BEGIN Supplied material

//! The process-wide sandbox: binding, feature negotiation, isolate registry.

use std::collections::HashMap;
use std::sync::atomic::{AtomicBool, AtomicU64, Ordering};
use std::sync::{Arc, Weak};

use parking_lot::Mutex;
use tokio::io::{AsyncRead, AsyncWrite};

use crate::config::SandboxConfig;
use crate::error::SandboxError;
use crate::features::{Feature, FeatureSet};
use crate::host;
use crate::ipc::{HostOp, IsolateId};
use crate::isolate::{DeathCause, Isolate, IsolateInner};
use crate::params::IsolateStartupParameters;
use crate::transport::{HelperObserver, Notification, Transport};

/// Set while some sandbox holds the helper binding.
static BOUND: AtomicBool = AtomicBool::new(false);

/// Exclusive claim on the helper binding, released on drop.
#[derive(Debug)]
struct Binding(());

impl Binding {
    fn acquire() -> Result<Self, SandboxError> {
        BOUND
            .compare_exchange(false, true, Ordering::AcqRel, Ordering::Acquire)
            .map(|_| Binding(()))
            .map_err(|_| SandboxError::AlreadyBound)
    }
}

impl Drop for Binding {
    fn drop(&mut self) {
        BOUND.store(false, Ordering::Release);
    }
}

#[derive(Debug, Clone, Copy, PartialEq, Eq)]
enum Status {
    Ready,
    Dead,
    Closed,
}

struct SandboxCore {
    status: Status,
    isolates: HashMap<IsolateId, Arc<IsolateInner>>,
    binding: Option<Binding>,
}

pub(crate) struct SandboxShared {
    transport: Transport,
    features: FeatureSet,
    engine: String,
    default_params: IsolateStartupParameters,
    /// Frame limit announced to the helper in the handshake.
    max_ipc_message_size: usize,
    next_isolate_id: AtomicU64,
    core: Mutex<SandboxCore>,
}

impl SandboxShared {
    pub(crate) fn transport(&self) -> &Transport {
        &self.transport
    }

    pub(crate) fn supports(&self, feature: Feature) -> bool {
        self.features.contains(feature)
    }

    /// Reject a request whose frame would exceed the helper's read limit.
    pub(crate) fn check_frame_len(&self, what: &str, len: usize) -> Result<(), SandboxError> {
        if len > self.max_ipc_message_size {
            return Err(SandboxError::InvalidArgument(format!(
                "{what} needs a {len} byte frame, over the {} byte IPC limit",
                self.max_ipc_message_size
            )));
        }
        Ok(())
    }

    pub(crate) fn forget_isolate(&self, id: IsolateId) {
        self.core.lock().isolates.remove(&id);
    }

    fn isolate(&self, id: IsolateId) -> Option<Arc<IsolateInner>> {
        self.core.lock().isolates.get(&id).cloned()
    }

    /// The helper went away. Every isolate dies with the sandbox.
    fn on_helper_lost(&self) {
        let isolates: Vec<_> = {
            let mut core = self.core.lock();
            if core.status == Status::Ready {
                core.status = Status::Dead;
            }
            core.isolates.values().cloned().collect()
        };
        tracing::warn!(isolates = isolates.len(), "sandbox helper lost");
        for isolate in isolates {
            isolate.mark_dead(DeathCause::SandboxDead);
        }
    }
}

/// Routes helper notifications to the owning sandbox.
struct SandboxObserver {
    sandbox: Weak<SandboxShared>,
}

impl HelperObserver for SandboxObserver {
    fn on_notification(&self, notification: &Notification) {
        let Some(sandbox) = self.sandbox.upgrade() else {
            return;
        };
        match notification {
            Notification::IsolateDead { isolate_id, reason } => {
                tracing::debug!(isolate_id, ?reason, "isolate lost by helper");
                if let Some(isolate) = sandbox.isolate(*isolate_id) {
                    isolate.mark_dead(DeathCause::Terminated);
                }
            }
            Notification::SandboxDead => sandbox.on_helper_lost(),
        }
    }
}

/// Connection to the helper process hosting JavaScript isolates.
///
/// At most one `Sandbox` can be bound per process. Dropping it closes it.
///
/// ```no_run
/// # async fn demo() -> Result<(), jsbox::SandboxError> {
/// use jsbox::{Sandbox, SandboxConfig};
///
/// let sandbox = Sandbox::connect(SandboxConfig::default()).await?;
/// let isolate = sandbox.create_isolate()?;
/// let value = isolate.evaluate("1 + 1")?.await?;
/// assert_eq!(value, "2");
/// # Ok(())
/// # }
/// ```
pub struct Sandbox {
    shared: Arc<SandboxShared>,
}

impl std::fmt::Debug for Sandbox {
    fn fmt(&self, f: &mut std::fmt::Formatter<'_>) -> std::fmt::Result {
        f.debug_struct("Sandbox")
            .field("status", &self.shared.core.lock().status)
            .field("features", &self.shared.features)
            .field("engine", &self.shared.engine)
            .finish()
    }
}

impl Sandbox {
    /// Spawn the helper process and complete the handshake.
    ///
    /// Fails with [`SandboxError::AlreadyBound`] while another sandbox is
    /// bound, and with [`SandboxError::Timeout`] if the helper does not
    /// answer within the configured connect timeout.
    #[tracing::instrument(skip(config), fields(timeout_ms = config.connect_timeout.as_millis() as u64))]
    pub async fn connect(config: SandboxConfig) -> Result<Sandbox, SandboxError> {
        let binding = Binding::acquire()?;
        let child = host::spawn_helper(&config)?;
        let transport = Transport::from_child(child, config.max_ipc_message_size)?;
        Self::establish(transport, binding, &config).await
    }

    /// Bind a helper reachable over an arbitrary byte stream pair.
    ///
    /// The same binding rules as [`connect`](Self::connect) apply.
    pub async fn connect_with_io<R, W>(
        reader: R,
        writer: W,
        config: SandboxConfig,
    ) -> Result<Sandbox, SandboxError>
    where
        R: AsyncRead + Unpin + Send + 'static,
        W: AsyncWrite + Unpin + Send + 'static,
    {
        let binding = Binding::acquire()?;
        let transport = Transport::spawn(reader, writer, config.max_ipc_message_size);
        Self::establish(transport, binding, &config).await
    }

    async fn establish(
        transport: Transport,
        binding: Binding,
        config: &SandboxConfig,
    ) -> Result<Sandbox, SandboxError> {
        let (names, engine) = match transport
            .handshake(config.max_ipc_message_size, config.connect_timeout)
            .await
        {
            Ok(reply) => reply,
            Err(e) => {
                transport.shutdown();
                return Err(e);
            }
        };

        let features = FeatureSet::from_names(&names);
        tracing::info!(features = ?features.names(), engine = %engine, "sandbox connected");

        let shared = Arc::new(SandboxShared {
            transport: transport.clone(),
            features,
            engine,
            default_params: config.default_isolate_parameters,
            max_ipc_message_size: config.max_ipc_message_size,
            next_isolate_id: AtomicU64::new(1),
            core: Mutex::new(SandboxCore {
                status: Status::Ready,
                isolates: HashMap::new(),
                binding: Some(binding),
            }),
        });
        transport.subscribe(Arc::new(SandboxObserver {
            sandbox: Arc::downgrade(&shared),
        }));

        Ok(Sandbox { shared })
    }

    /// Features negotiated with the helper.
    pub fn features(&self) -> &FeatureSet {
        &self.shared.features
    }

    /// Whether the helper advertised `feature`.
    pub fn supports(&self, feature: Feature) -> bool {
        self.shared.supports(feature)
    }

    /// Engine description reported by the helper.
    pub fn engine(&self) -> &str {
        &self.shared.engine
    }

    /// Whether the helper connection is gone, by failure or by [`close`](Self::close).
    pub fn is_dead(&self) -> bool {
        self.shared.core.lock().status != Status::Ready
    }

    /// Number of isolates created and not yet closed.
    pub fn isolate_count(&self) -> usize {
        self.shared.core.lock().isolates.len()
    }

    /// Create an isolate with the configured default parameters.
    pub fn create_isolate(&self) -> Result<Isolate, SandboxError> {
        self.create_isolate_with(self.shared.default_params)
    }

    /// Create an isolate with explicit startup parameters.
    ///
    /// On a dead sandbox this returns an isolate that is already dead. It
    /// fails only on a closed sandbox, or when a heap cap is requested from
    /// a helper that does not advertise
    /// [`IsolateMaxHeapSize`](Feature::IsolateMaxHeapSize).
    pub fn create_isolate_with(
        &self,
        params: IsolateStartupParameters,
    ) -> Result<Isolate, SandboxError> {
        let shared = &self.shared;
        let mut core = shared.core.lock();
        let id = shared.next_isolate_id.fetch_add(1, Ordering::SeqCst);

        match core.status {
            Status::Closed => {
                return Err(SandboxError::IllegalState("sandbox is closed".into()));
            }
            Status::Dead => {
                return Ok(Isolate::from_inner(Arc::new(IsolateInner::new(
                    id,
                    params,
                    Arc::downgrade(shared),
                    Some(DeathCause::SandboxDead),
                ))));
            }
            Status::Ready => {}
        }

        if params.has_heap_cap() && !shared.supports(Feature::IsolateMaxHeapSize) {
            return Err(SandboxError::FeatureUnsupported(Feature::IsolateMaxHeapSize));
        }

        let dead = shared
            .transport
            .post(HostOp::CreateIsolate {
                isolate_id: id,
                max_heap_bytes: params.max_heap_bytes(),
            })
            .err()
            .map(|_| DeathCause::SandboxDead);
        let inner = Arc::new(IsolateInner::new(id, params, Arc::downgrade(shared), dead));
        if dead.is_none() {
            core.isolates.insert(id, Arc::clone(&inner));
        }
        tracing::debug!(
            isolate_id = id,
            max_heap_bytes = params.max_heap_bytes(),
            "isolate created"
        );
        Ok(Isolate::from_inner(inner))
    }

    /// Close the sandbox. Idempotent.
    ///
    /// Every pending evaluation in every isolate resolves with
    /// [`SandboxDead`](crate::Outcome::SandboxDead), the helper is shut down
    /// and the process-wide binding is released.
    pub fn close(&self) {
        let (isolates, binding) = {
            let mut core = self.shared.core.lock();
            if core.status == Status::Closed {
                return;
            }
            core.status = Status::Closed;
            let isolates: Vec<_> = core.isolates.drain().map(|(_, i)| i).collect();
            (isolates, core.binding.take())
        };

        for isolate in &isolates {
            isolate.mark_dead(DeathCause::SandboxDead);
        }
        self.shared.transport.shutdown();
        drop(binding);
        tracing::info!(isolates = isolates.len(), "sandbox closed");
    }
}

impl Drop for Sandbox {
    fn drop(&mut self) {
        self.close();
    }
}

END Supplied material

Problem to work on:
Your answer should be a single number: the count of lines in the data that include the word "SandboxConfig".

Solution for this task:
6